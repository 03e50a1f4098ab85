//! # Action bus for routines.
//!
//! [`ActionBus`] is a thin wrapper around [`tokio::sync::broadcast`]. The
//! store publishes every dispatched action on it, after the reducer has
//! applied the action; routines read it through an [`ActionStream`].
//!
//! ## Architecture
//! ```text
//! Store::dispatch ──► reducer ──► ActionBus.publish ──┬──► ActionStream (routine 1)
//!                                  (broadcast chan)    ├──► ActionStream (routine 2)
//!                                                      └──► ActionStream (routine N)
//! ```
//!
//! ## Rules
//! - **Non-blocking publish**: `publish()` never blocks.
//! - **Global order**: every stream observes actions in dispatch order; scoped
//!   filtering (see [`TakeLocal`](crate::TakeLocal)) only drops, never reorders.
//! - **Lag handling**: a stream that falls more than `capacity` actions behind
//!   skips the oldest ones and logs a warning.
//! - **No replay**: a stream only sees actions published after it was created.

use tokio::sync::broadcast;
use tokio_util::sync::CancellationToken;

use crate::actions::Action;
use crate::error::RoutineError;

/// Broadcast channel of dispatched actions.
#[derive(Clone, Debug)]
pub struct ActionBus {
    tx: broadcast::Sender<Action>,
}

impl ActionBus {
    /// Creates a new bus with the given channel capacity (min 1).
    pub fn new(capacity: usize) -> Self {
        let capacity = capacity.max(1);
        let (tx, _rx) = broadcast::channel::<Action>(capacity);
        Self { tx }
    }

    /// Publishes an action to all live streams; dropped if there are none.
    pub fn publish(&self, action: Action) {
        let _ = self.tx.send(action);
    }

    /// Opens a stream that stops with `Canceled` once `token` is cancelled.
    pub fn stream(&self, token: CancellationToken) -> ActionStream {
        ActionStream {
            rx: self.tx.subscribe(),
            token,
        }
    }

    /// Number of live streams.
    pub fn receiver_count(&self) -> usize {
        self.tx.receiver_count()
    }
}

/// One routine's view of the action bus.
#[derive(Debug)]
pub struct ActionStream {
    rx: broadcast::Receiver<Action>,
    token: CancellationToken,
}

impl ActionStream {
    /// Waits for the next dispatched action.
    ///
    /// Returns [`RoutineError::Canceled`] when the stream's token is cancelled
    /// or the bus has been dropped.
    pub async fn recv(&mut self) -> Result<Action, RoutineError> {
        loop {
            tokio::select! {
                biased;
                _ = self.token.cancelled() => return Err(RoutineError::Canceled),
                msg = self.rx.recv() => match msg {
                    Ok(action) => return Ok(action),
                    Err(broadcast::error::RecvError::Lagged(skipped)) => {
                        tracing::warn!(skipped, "action stream lagged; oldest actions skipped");
                        continue;
                    }
                    Err(broadcast::error::RecvError::Closed) => return Err(RoutineError::Canceled),
                }
            }
        }
    }

    /// Waits for the next action accepted by `accept`.
    pub async fn next_matching<F>(&mut self, accept: F) -> Result<Action, RoutineError>
    where
        F: Fn(&Action) -> bool,
    {
        loop {
            let action = self.recv().await?;
            if accept(&action) {
                return Ok(action);
            }
        }
    }
}

#[cfg(test)]
mod tests {
    use super::*;

    #[tokio::test]
    async fn streams_see_actions_in_publish_order() {
        let bus = ActionBus::new(8);
        let mut stream = bus.stream(CancellationToken::new());

        bus.publish(Action::new("a"));
        bus.publish(Action::new("b"));

        assert!(stream.recv().await.unwrap().is("a"));
        assert!(stream.recv().await.unwrap().is("b"));
    }

    #[tokio::test]
    async fn cancellation_ends_the_stream() {
        let bus = ActionBus::new(8);
        let token = CancellationToken::new();
        let mut stream = bus.stream(token.clone());

        token.cancel();
        assert_eq!(stream.recv().await, Err(RoutineError::Canceled));
    }

    #[tokio::test]
    async fn lagged_stream_skips_oldest() {
        let bus = ActionBus::new(2);
        let mut stream = bus.stream(CancellationToken::new());
        for kind in ["a", "b", "c", "d"] {
            bus.publish(Action::new(kind));
        }
        assert!(stream.recv().await.unwrap().is("c"));
        assert!(stream.next_matching(|a| a.is("d")).await.unwrap().is("d"));
    }
}
//! # OS termination signals.
//!
//! [`wait_for_shutdown_signal`] completes when the process is asked to stop:
//! `SIGINT`, `SIGTERM` or `SIGQUIT` on Unix, Ctrl-C elsewhere. The signal
//! that fired is logged.

/// Waits for a termination signal.
///
/// Each call installs independent listeners. Fails only if a listener cannot
/// be installed.
#[cfg(unix)]
pub async fn wait_for_shutdown_signal() -> std::io::Result<()> {
    use tokio::signal::unix::{SignalKind, signal};

    let mut sigint = signal(SignalKind::interrupt())?;
    let mut sigterm = signal(SignalKind::terminate())?;
    let mut sigquit = signal(SignalKind::quit())?;

    let name = tokio::select! {
        _ = sigint.recv()  => "SIGINT",
        _ = sigterm.recv() => "SIGTERM",
        _ = sigquit.recv() => "SIGQUIT",
    };
    tracing::info!(signal = name, "termination signal received");
    Ok(())
}

/// Waits for a termination signal.
///
/// Each call installs an independent listener.
#[cfg(not(unix))]
pub async fn wait_for_shutdown_signal() -> std::io::Result<()> {
    tokio::signal::ctrl_c().await?;
    tracing::info!(signal = "ctrl-c", "termination signal received");
    Ok(())
}
use std::path::PathBuf;

use sift::schema::{loader, ColumnType, Introspect, SchemaError, TypeCategory};

fn demo_schema_path() -> PathBuf {
    PathBuf::from(env!("CARGO_MANIFEST_DIR")).join("demos/company.toml")
}

#[test]
fn test_load_demo_schema() {
    let schema = loader::from_file(demo_schema_path()).unwrap();
    assert_eq!(schema.len(), 4);

    let users = schema.entity("users").unwrap();
    assert_eq!(users.table, "users");
    assert_eq!(users.columns.len(), 13);
    assert_eq!(users.columns[0].name, "id");
    assert_eq!(
        users.get_column("preferences").unwrap().column_type,
        ColumnType::Other("jsonb".into())
    );
    assert_eq!(users.get_column("preferences").unwrap().column_type.category(), None);
    assert_eq!(
        users.get_column("status").unwrap().column_type.category(),
        Some(TypeCategory::String)
    );

    let manager = users.get_relationship("manager").unwrap();
    assert_eq!(manager.target, "users");
    assert_eq!(manager.local_column, "manager_id");
    assert_eq!(manager.remote_column, "id");
}

#[test]
fn test_table_and_schema_overrides() {
    let schema = loader::from_file(demo_schema_path()).unwrap();
    let employees = schema.entity("employees").unwrap();
    assert_eq!(employees.table, "staff");
    assert_eq!(employees.schema.as_deref(), Some("hr"));
}

#[test]
fn test_entities_are_ordered_by_name() {
    let schema = loader::from_file(demo_schema_path()).unwrap();
    let names: Vec<_> = schema.entities().map(|e| e.name.as_str()).collect();
    assert_eq!(names, vec!["departments", "employees", "roles", "users"]);
}

#[test]
fn test_relationship_to_missing_column_is_rejected() {
    let toml = r#"
[[entities]]
name = "users"
columns = [{ name = "id", type = "integer" }, { name = "role_id", type = "integer" }]
relationships = [{ name = "role", target = "roles", local = "role_id", remote = "uuid" }]

[[entities]]
name = "roles"
columns = [{ name = "id", type = "integer" }]
"#;
    let err = loader::from_toml_str(toml).unwrap_err();
    assert!(matches!(err, SchemaError::UnknownJoinColumn { ref column, .. } if column == "roles.uuid"));
    assert_eq!(
        err.to_string(),
        "Relationship 'users.role' joins on unknown column 'roles.uuid'"
    );
}
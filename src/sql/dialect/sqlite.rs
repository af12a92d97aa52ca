//! SQLite dialect.
//!
//! SQLite stores datetimes as ISO-8601 text, so timestamps are plain
//! strings and compare lexicographically. `LIKE` is already
//! case-insensitive for ASCII, but `LOWER()` keeps the behaviour uniform.

use super::helpers;
use super::SqlDialect;

/// SQLite dialect.
#[derive(Debug, Clone, Copy)]
pub struct Sqlite;

impl SqlDialect for Sqlite {
    fn name(&self) -> &'static str {
        "sqlite"
    }

    fn quote_identifier(&self, ident: &str) -> String {
        helpers::quote_double(ident)
    }

    fn format_bool(&self, b: bool) -> &'static str {
        helpers::format_bool_numeric(b)
    }

    fn text_cast_type(&self) -> &'static str {
        "TEXT"
    }

    fn format_timestamp_literal(&self, timestamp: &str) -> String {
        helpers::timestamp_plain(timestamp)
    }
}
//! Syntax check for emitted SQL.
//!
//! Parses rendered SQL back with sqlparser-rs under the matching dialect.
//! Used by the CLI's `--check` flag and throughout the test suite.

use sqlparser::dialect::{
    DuckDbDialect, MsSqlDialect, MySqlDialect, PostgreSqlDialect, SQLiteDialect,
};
use sqlparser::parser::Parser;

use super::dialect::Dialect;

/// Emitted SQL that sqlparser rejects.
#[derive(Debug, thiserror::Error)]
#[error("Invalid SQL for {dialect}: {message}\nSQL: {sql}")]
pub struct InvalidSql {
    pub dialect: Dialect,
    pub message: String,
    pub sql: String,
}

/// Validates that a SQL string is syntactically valid for the given dialect.
///
/// # Example
///
/// ```ignore
/// use sift::sql::{validate_sql, Dialect};
///
/// validate_sql("SELECT * FROM users", Dialect::Postgres).unwrap();
/// ```
pub fn validate_sql(sql: &str, dialect: Dialect) -> Result<(), InvalidSql> {
    let parser_dialect: Box<dyn sqlparser::dialect::Dialect> = match dialect {
        Dialect::Postgres => Box::new(PostgreSqlDialect {}),
        Dialect::DuckDb => Box::new(DuckDbDialect {}),
        Dialect::MySql => Box::new(MySqlDialect {}),
        Dialect::TSql => Box::new(MsSqlDialect {}),
        Dialect::Sqlite => Box::new(SQLiteDialect {}),
    };

    Parser::parse_sql(&*parser_dialect, sql)
        .map(|_| ())
        .map_err(|e| InvalidSql {
            dialect,
            message: e.to_string(),
            sql: sql.to_string(),
        })
}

THE PROBLEM
Look above and return each line of the records exactly, from the very first through the line with "let capacity = capacity.max(1);", both included.

WRITTEN SOLUTION
repository 03e50a1f4098ab85
//! # Action bus for routines.
//!
//! [`ActionBus`] is a thin wrapper around [`tokio::sync::broadcast`]. The
//! store publishes every dispatched action on it, after the reducer has
//! applied the action; routines read it through an [`ActionStream`].
//!
//! ## Architecture
//! ```text
//! Store::dispatch ──► reducer ──► ActionBus.publish ──┬──► ActionStream (routine 1)
//!                                  (broadcast chan)    ├──► ActionStream (routine 2)
//!                                                      └──► ActionStream (routine N)
//! ```
//!
//! ## Rules
//! - **Non-blocking publish**: `publish()` never blocks.
//! - **Global order**: every stream observes actions in dispatch order; scoped
//!   filtering (see [`TakeLocal`](crate::TakeLocal)) only drops, never reorders.
//! - **Lag handling**: a stream that falls more than `capacity` actions behind
//!   skips the oldest ones and logs a warning.
//! - **No replay**: a stream only sees actions published after it was created.

use tokio::sync::broadcast;
use tokio_util::sync::CancellationToken;

use crate::actions::Action;
use crate::error::RoutineError;

/// Broadcast channel of dispatched actions.
#[derive(Clone, Debug)]
pub struct ActionBus {
    tx: broadcast::Sender<Action>,
}

impl ActionBus {
    /// Creates a new bus with the given channel capacity (min 1).
    pub fn new(capacity: usize) -> Self {
        let capacity = capacity.max(1);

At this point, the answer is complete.